Indeed, Farrimond sounds a lot like former US President Ronald Reagan, who gave a speech to high-school seniors in Chattanooga Tennessee about the dangers of drugs. Reagan told the kids that “drug use is still shown in a positive, upbeat way on our screens” and as a former movie star and president of the Screen Actors Guild, he wanted the film industry to be “part of the solution, not part of the problem”.

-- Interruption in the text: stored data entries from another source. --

// SPDX-FileCopyrightText: Copyright (c) 2024-2026 modbus-bridge contributors
// SPDX-License-Identifier: MIT OR Apache-2.0

use super::*;

/// Correlates a response with its request on a single connection.
pub(crate) type TransactionId = u16;

/// Selects the target device behind the connection endpoint.
pub(crate) type UnitId = u8;

#[derive(Debug, Clone, Copy, PartialEq, Eq)]
pub(crate) struct Header {
    pub(crate) transaction_id: TransactionId,
    pub(crate) unit_id: UnitId,
}

#[derive(Debug, Clone, PartialEq, Eq)]
pub(crate) struct RequestAdu {
    pub(crate) hdr: Header,
    pub(crate) pdu: RequestPdu,
}

#[derive(Debug, Clone, PartialEq, Eq)]
pub(crate) struct ResponseAdu {
    pub(crate) hdr: Header,
    pub(crate) pdu: ResponsePdu,
}

/// A request frame as decoded on the server side.
///
/// A semantic violation inside an otherwise well-framed request is carried
/// as a ready-made exception so the session can answer it without closing
/// the connection.
#[derive(Debug, Clone, PartialEq, Eq)]
pub(crate) struct RequestFrame {
    pub(crate) hdr: Header,
    pub(crate) pdu: Result<RequestPdu, ExceptionResponse>,
}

That was 1987 – fast forward 16 years and the film industry seemed like it might have been listening to Reagan’s plea. The 2003 screening of the cult classic Thirteen, depicting two teenage girls’ journey through promiscuous sex, peer pressure and drug addiction, was marketed as a means of therapy for young, drug-curious teens. At the time, The New York Times reported that brochures produced by the organisation DARE (Drug Abuse Resistance Education) were being handed out at a Manhattan screening, while “family therapists and policy makers” had been invited to others. The film’s director Catherine Hardwicke claimed that she had wanted to create a form of “cinematherapy” by making a film “that could connect to kids and moms so they would realize they were not alone”.
Depictions of drug use on screen tend towards glamorisation or desperation. For every Scarface there is a Beautiful Boy – characters rarely toss back a few magic mushrooms to help fend off a boring Sunday afternoon. And even Scarface has nuance: screenwriter Oliver Stone has said he actually wrote it as a “revenge on cocaine” following his own addiction with the drug. Despite the decades-long panic about viewers taking their moral or ethical cues from what they see on TV or in the cinema, most people understand that drug abuse is not something to emulate. It’s impossible to watch films like The Wolf of Wall Street or series like Breaking Bad without understanding the dark and dangerous side of Class A drugs.